WASHINGTON, D.C.—FDA Commissioner Martin Makary, M.D., offered more details into the agency’s recently announced plans to place artificial intelligence programs at the center of its medical product reviews as well as his goal to have those systems up and running by the end of June.
Speaking at the annual conference of the Food & Drug Law Institute in Washington, D.C., Makary said implementing AI is one of the agency’s top priorities.
“On day one, we pulled together some really talented AI minds, both within the agency and outside, and we asked them, ‘What can we do?’” Makary said.
“We got our scientific reviewers together and had a pilot to have some open and frank conversations about some of the work that they would love to see addressed with AI,” he said, pointing to submission packages that may contain thousands of pages with a lot of repetitive background information.

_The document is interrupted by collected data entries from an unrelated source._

use std::collections::BTreeMap;

use schedario_core::{CanonicalMapping, Entry, VolumeId};
use schedario_reporting::{
    diff_mappings, read_flat_mapping, write_mapping, ExportFormat, ReportError,
};

fn mapping(entries: Vec<Entry>) -> CanonicalMapping {
    CanonicalMapping::new(
        entries
            .into_iter()
            .map(|e| (e.headword.clone(), e))
            .collect::<BTreeMap<_, _>>(),
    )
}

#[test]
fn written_mapping_reads_back_and_diffs_clean() {
    let dir = tempfile::tempdir().unwrap();
    let path = dir.path().join("schedario.json");
    let m = mapping(vec![
        Entry::definition(VolumeId(1), "babbà", "dolce napoletano."),
        Entry::alias(VolumeId(2), "ac", "acqua"),
    ]);

    write_mapping(&m, ExportFormat::Flat, &path).unwrap();
    let read = read_flat_mapping(&path).unwrap();
    assert_eq!(read, m.to_flat());
    assert!(diff_mappings(&read, &m.to_flat()).is_empty());

    let bytes = std::fs::read_to_string(&path).unwrap();
    assert!(bytes.contains("\"babbà\""), "non-ASCII headwords are written verbatim");
}

#[test]
fn rewrite_is_byte_identical() {
    let dir = tempfile::tempdir().unwrap();
    let first = dir.path().join("a.json");
    let second = dir.path().join("b.json");
    let m = mapping(vec![
        Entry::definition(VolumeId(1), "mare", "sea."),
        Entry::definition(VolumeId(1), "acqua", "water."),
    ]);
    write_mapping(&m, ExportFormat::Detailed, &first).unwrap();
    write_mapping(&m, ExportFormat::Detailed, &second).unwrap();
    assert_eq!(
        std::fs::read(&first).unwrap(),
        std::fs::read(&second).unwrap()
    );
}

#[test]
fn diff_between_runs() {
    let dir = tempfile::tempdir().unwrap();
    let path = dir.path().join("old.json");
    let old = mapping(vec![
        Entry::definition(VolumeId(1), "acqua", "water."),
        Entry::alias(VolumeId(1), "pummarola", "pomodoro"),
    ]);
    write_mapping(&old, ExportFormat::Flat, &path).unwrap();

    let new = mapping(vec![
        Entry::definition(VolumeId(1), "acqua", "water."),
        Entry::definition(VolumeId(1), "pummarola", "tomato"),
        Entry::definition(VolumeId(2), "pomodoro", "tomato (fruit)"),
    ]);
    let diff = diff_mappings(&read_flat_mapping(&path).unwrap(), &new.to_flat());
    assert_eq!(diff.added.len(), 1);
    assert_eq!(diff.added[0].0, "pomodoro");
    assert!(diff.removed.is_empty());
    assert_eq!(diff.changed.len(), 1);
    assert_eq!(diff.changed[0].old, "v. pomodoro");
    assert_eq!(diff.changed[0].new, "tomato");
}

#[test]
fn malformed_file_is_json_error() {
    let dir = tempfile::tempdir().unwrap();
    let path = dir.path().join("bad.json");
    std::fs::write(&path, "[1, 2").unwrap();
    assert!(matches!(read_flat_mapping(&path), Err(ReportError::Json(_))));
}
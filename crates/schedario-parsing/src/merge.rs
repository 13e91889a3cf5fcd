//! Merger/deduplicator: per-volume entries → one [`CanonicalMapping`].
//!
//! Entries are folded into a [`MergeAccumulator`] keyed by headword, then
//! alias chains are resolved once every volume is in.

use std::collections::{BTreeMap, HashSet};

use schedario_core::markup::escape_html;
use schedario_core::{CanonicalMapping, Diagnostic, Diagnostics, Entry};
use tracing::{debug, warn};

use crate::config::ParsingConfig;

/// Fold `incoming` into `existing` (same headword).
///
/// Two definitions are concatenated; a definition beats an alias, whose
/// target is kept as a cross-reference; of two aliases the first target
/// stays and the other becomes a cross-reference.
fn combine(existing: &mut Entry, incoming: Entry, separator: &str) {
    existing
        .source_volumes
        .extend(incoming.source_volumes.iter().copied());
    existing
        .variant_headwords
        .extend(incoming.variant_headwords.iter().cloned());
    existing
        .cross_references
        .extend(incoming.cross_references.iter().cloned());

    match (existing.is_alias, incoming.is_alias) {
        (false, false) => {
            let already = existing
                .definition
                .split(separator)
                .any(|d| d == incoming.definition);
            if !already {
                if existing.html.is_some() || incoming.html.is_some() {
                    let left = existing
                        .html
                        .take()
                        .unwrap_or_else(|| escape_html(&existing.definition));
                    let right = incoming
                        .html
                        .unwrap_or_else(|| escape_html(&incoming.definition));
                    existing.html = Some(format!("{left}{}{right}", escape_html(separator)));
                }
                existing.definition.push_str(separator);
                existing.definition.push_str(&incoming.definition);
            }
            if existing.qualifier.is_none() {
                existing.qualifier = incoming.qualifier;
            }
            if existing.derived_from.is_none() {
                existing.derived_from = incoming.derived_from;
            }
        }
        (false, true) => {
            existing.cross_references.extend(incoming.alias_target);
        }
        (true, false) => {
            let target = existing.alias_target.take();
            existing.is_alias = false;
            existing.definition = incoming.definition;
            existing.html = incoming.html;
            existing.qualifier = incoming.qualifier;
            existing.derived_from = incoming.derived_from;
            existing.cross_references.extend(target);
        }
        (true, true) => {
            if incoming.alias_target != existing.alias_target {
                existing.cross_references.extend(incoming.alias_target);
            }
        }
    }

    let headword = existing.headword.clone();
    existing.variant_headwords.remove(&headword);
    existing.cross_references.remove(&headword);
}

/// How one alias chain ended.
#[derive(Debug, Clone, PartialEq, Eq)]
enum Resolution {
    /// A non-alias headword.
    Target(String),
    /// The chain reached a name that is nowhere in the mapping.
    Unresolved(String),
    /// The chain looped; resolved to the last entry reached before the loop.
    Cycle { chain: Vec<String>, resolved_to: String },
}

/// Headword → entry state built across volumes.
#[derive(Debug, Clone, Default)]
pub struct MergeAccumulator {
    separator: String,
    entries: BTreeMap<String, Entry>,
}

impl MergeAccumulator {
    pub fn new(separator: impl Into<String>) -> Self {
        Self {
            separator: separator.into(),
            entries: BTreeMap::new(),
        }
    }

    pub fn from_config(config: &ParsingConfig) -> Self {
        Self::new(config.definition_separator.clone())
    }

    pub fn len(&self) -> usize {
        self.entries.len()
    }

    pub fn is_empty(&self) -> bool {
        self.entries.is_empty()
    }

    /// Add one entry, combining it with any entry of the same headword.
    pub fn add(&mut self, entry: Entry) {
        match self.entries.get_mut(&entry.headword) {
            Some(existing) => {
                debug!(headword = %entry.headword, "merging duplicate headword");
                combine(existing, entry, &self.separator);
            }
            None => {
                self.entries.insert(entry.headword.clone(), entry);
            }
        }
    }

    pub fn add_volume(&mut self, entries: impl IntoIterator<Item = Entry>) {
        for entry in entries {
            self.add(entry);
        }
    }

    /// Resolve alias chains and hand over the finished mapping.
    ///
    /// Unknown targets and cycles are recorded in `diagnostics`; the affected
    /// aliases keep a best-effort target.
    pub fn finish(self, diagnostics: &mut Diagnostics) -> CanonicalMapping {
        let mut entries = self.entries;

        // Variant spelling → headword; only consulted when a target is not a
        // headword itself.
        let mut variants: BTreeMap<String, String> = BTreeMap::new();
        for (headword, entry) in &entries {
            for variant in &entry.variant_headwords {
                if !entries.contains_key(variant) {
                    variants
                        .entry(variant.clone())
                        .or_insert_with(|| headword.clone());
                }
            }
        }

        let resolutions: Vec<(String, Resolution)> = entries
            .iter()
            .filter(|(_, e)| e.is_alias)
            .map(|(headword, _)| (headword.clone(), resolve(&entries, &variants, headword)))
            .collect();

        for (headword, resolution) in resolutions {
            let target = match resolution {
                Resolution::Target(target) => target,
                Resolution::Unresolved(target) => {
                    warn!(%headword, %target, "unresolved alias");
                    diagnostics.push(Diagnostic::UnresolvedAlias {
                        headword: headword.clone(),
                        target: target.clone(),
                    });
                    target
                }
                Resolution::Cycle { chain, resolved_to } => {
                    warn!(%headword, chain = %chain.join(" → "), "alias cycle");
                    diagnostics.push(Diagnostic::AliasCycle {
                        headword: headword.clone(),
                        chain,
                        resolved_to: resolved_to.clone(),
                    });
                    resolved_to
                }
            };
            if let Some(entry) = entries.get_mut(&headword) {
                entry.alias_target = Some(target);
            }
        }

        CanonicalMapping::new(entries)
    }
}

fn lookup<'a>(
    entries: &'a BTreeMap<String, Entry>,
    variants: &'a BTreeMap<String, String>,
    name: &str,
) -> Option<&'a str> {
    entries
        .get_key_value(name)
        .map(|(k, _)| k.as_str())
        .or_else(|| variants.get(name).map(String::as_str))
}

/// Follow an alias chain from `start` with a visited guard.
fn resolve(
    entries: &BTreeMap<String, Entry>,
    variants: &BTreeMap<String, String>,
    start: &str,
) -> Resolution {
    let mut chain = vec![start.to_string()];
    let mut visited: HashSet<&str> = HashSet::from([start]);
    let mut current = start;

    loop {
        let Some(literal) = entries.get(current).and_then(|e| e.alias_target.as_deref()) else {
            return Resolution::Target(current.to_string());
        };
        let Some(next) = lookup(entries, variants, literal) else {
            return Resolution::Unresolved(literal.to_string());
        };
        chain.push(next.to_string());
        if !visited.insert(next) {
            return Resolution::Cycle {
                chain,
                resolved_to: current.to_string(),
            };
        }
        if entries.get(next).is_some_and(|e| !e.is_alias) {
            return Resolution::Target(next.to_string());
        }
        current = next;
    }
}

/// Merge per-volume entry lists in one go.
pub fn merge_entries(
    volumes: Vec<Vec<Entry>>,
    config: &ParsingConfig,
    diagnostics: &mut Diagnostics,
) -> CanonicalMapping {
    let mut acc = MergeAccumulator::from_config(config);
    for entries in volumes {
        acc.add_volume(entries);
    }
    acc.finish(diagnostics)
}
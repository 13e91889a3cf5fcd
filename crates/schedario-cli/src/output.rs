use std::io::Write;

use owo_colors::OwoColorize;
use schedario_core::{Diagnostics, RawEntryBlock};
use schedario_parsing::{DictionaryBuild, ParsedBlock};
use schedario_reporting::MappingDiff;

/// Whether to use colored output.
#[derive(Debug, Clone, Copy)]
pub struct ColorMode(pub bool);

impl ColorMode {
    pub fn enabled(&self) -> bool {
        self.0
    }
}

/// Print per-volume counters and the totals of a finished build.
pub fn print_build_summary(
    w: &mut dyn Write,
    build: &DictionaryBuild,
    color: ColorMode,
) -> std::io::Result<()> {
    for stats in &build.stats.volumes {
        let volume = stats
            .volume
            .map(|v| v.to_string())
            .unwrap_or_else(|| "?".to_string());
        writeln!(
            w,
            "{}: {} pages, {} blocks, {} entries ({} aliases), {} section letters",
            volume,
            stats.normalize.pages,
            stats.blocks,
            stats.entries,
            stats.aliases,
            stats.section_letters
        )?;
        let dropped = format!(
            "  (dropped {} boilerplate and {} running-head lines, rejoined {} hyphenations)",
            stats.normalize.boilerplate_lines,
            stats.normalize.furniture_lines,
            stats.normalize.hyphen_joins
        );
        if color.enabled() {
            writeln!(w, "{}", dropped.dimmed())?;
        } else {
            writeln!(w, "{}", dropped)?;
        }
    }

    let total = format!(
        "{} headwords, {} aliases",
        build.stats.headwords, build.stats.aliases
    );
    if color.enabled() {
        writeln!(w, "{}", total.bold())?;
    } else {
        writeln!(w, "{}", total)?;
    }
    Ok(())
}

/// Print the diagnostic summary, then up to `limit` individual entries.
pub fn print_diagnostics(
    w: &mut dyn Write,
    diagnostics: &Diagnostics,
    limit: usize,
    color: ColorMode,
) -> std::io::Result<()> {
    let summary = diagnostics.summary();
    if summary.total() == 0 {
        if color.enabled() {
            writeln!(w, "{}", "No anomalies recorded".green())?;
        } else {
            writeln!(w, "No anomalies recorded")?;
        }
        return Ok(());
    }

    if color.enabled() {
        writeln!(w, "{} {}", "Diagnostics:".yellow().bold(), summary)?;
    } else {
        writeln!(w, "Diagnostics: {}", summary)?;
    }
    for diagnostic in diagnostics.iter().take(limit) {
        if color.enabled() {
            writeln!(w, "  {} {}", format!("[{}]", diagnostic.kind()).dimmed(), diagnostic)?;
        } else {
            writeln!(w, "  [{}] {}", diagnostic.kind(), diagnostic)?;
        }
    }
    if diagnostics.len() > limit {
        writeln!(w, "  ... and {} more", diagnostics.len() - limit)?;
    }
    Ok(())
}

/// Print a diff summary; with `full`, list every affected headword.
pub fn print_diff(
    w: &mut dyn Write,
    diff: &MappingDiff,
    full: bool,
    color: ColorMode,
) -> std::io::Result<()> {
    if diff.is_empty() {
        writeln!(w, "No changes")?;
        return Ok(());
    }
    if color.enabled() {
        writeln!(
            w,
            "{} added, {} removed, {} changed",
            diff.added.len().green(),
            diff.removed.len().red(),
            diff.changed.len().yellow()
        )?;
    } else {
        writeln!(w, "{}", diff)?;
    }
    if !full {
        return Ok(());
    }

    for (headword, definition) in &diff.added {
        if color.enabled() {
            writeln!(w, "{} {}: {}", "+".green(), headword.bold(), definition)?;
        } else {
            writeln!(w, "+ {}: {}", headword, definition)?;
        }
    }
    for (headword, definition) in &diff.removed {
        if color.enabled() {
            writeln!(w, "{} {}: {}", "-".red(), headword.bold(), definition)?;
        } else {
            writeln!(w, "- {}: {}", headword, definition)?;
        }
    }
    for change in &diff.changed {
        if color.enabled() {
            writeln!(w, "{} {}", "~".yellow(), change.headword.bold())?;
            writeln!(w, "    {}", change.old.dimmed())?;
            writeln!(w, "    {}", change.new)?;
        } else {
            writeln!(w, "~ {}", change.headword)?;
            writeln!(w, "    {}", change.old)?;
            writeln!(w, "    {}", change.new)?;
        }
    }
    Ok(())
}

/// Print one segmented block with the parser's verdict (dry run).
pub fn print_block(
    w: &mut dyn Write,
    index: usize,
    block: &RawEntryBlock,
    parsed: &ParsedBlock,
    color: ColorMode,
) -> std::io::Result<()> {
    let verdict = match parsed {
        ParsedBlock::Entry(entry) if entry.is_alias => format!(
            "alias {} → {}",
            entry.headword,
            entry.alias_target.as_deref().unwrap_or("")
        ),
        ParsedBlock::Entry(entry) => match &entry.qualifier {
            Some(q) => format!("entry {} ({})", entry.headword, q),
            None => format!("entry {}", entry.headword),
        },
        ParsedBlock::SectionLetter(letter) => format!("section {}", letter),
        ParsedBlock::Unparseable(reason) => format!("unparseable: {}", reason),
    };

    if color.enabled() {
        let verdict = match parsed {
            ParsedBlock::Entry(e) if e.is_alias => verdict.cyan().to_string(),
            ParsedBlock::Entry(_) => verdict.green().to_string(),
            ParsedBlock::SectionLetter(_) => verdict.dimmed().to_string(),
            ParsedBlock::Unparseable(_) => verdict.red().to_string(),
        };
        writeln!(
            w,
            "{} {} {}",
            format!("[{}]", index + 1).bold(),
            format!("p.{}", block.start_page).dimmed(),
            verdict
        )?;
    } else {
        writeln!(w, "[{}] p.{} {}", index + 1, block.start_page, verdict)?;
    }
    for line in &block.lines {
        if line.emphasized && color.enabled() {
            writeln!(w, "    {}", line.text.bold())?;
        } else {
            writeln!(w, "    {}", line.text)?;
        }
    }
    Ok(())
}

“How do I pick out the key points that are unique in one article, that are unique from another article? AI can do that really well. It can summarize,” Makary added. “So they've taken this massive amount of content and the AI is summarizing it for our scientific reviewers. The first reviewer that was engaged in this pilot … said that the AI did in six minutes what it would normally take him two to three days to do.”
“So by June 30, we're going to have that AI-assisted feature available to all scientific reviewers, and we're going to keep going,” he said. “The other piece, of course, is how we regulate new AI technologies. We have to think creatively about that.”
Makary also pitched potentially linking FDA reviewers into clinical study data as trials are being performed.
“Can we think really big and ask, can we run more continuous trials, with the endpoints in the cloud available to the reviewers to look into—rather than resubmitting large applications after each step?” he said.
“You wouldn't submit a 64-page application after your freshman year to start your sophomore year in college, and again for your junior year and again before graduation day. We can think creatively about ways to run more continuous trials and use cloud-based endpoints.”
When it comes to regulation, Makary also proposed shaping the FDA’s approval processes toward the disease in mind—while committing to the agency’s current center-by-center structure based on the type of product being reviewed.
“We want to rebuild the public trust by combining gold-standard science and common sense—and you’ve got to use common sense, especially when it comes to conditions where a randomized, controlled trial may not be feasible,” he said. “Maybe in rare diseases, or certain incurable conditions—you've got to tailor the approval process to the condition where the application is sought for.”
There will be “no major re-org” at the agency, he continued, addressing the rumors of a plan to reduce or consolidate the FDA’s drug, biologic and device centers. But, he added—and following the reductions in force seen over the past few months—the new leadership in the Trump administration wants “to challenge deeply held assumptions when it comes to medical science and the processes at the FDA.”
“There was a bit of territorialism with the centers. It was a bit of empire-building, and we want to see more teamwork,” he said. “We want to see less tribalism, less duplicative services, and not only at FDA.”
“In [the Department of Health and Human Services (HHS)], there were nine offices for women's health. Do we need all nine? Because it's an important cause, with an important title—and the office sounds important, because it is—that doesn't mean there cannot be benefits from consolidating.”
Late last month, the Women’s Health Initiative, a nationwide study launched in 1991 with National Institutes of Health grants, announced that the HHS planned to cut off its funding later this year. The HHS reversed course within days.
In terms of the FDA’s staffing, Makary said the layoffs have brought the agency back to its pre-COVID head count, circa 2018 and 2019.
“It was a little hard coming in after the change with the reduction in force. We're doing everything we can to do an assessment, restore some services and individuals, and also to try to rebuild the culture, because it is a great culture. The FDA is a great brand,” Makary said. “I think it is perhaps the greatest brand in the world, and so we have an obligation to uphold that ancient tradition in this country.”
When it comes to vaccines, Makary said the FDA wants to create a transparent framework for developers so they can understand the agency’s thinking. He said Vinay Prasad, M.D.—the recently named director of the Center for Biologics Evaluation and Research (CBER) after its previous chief, Peter Marks, M.D., Ph.D., was forced out of his position last month—plans to meet with industry and CBER staff in the coming days to help build those guidelines.
“He also believes in gold-standard science and common sense, especially when it comes to rare diseases,” Makary said about Prasad, who was recently a professor at the University of California, San Francisco. “He is bringing the perspective of a hematologist, where some of these drugs that have been approved, we don't know if it influences overall survival.”
Makary also described the agency’s goals for expanding post-approval surveillance along with plans to build a large database linked to electronic health records to help spot emerging safety signals as soon as a drug is approved.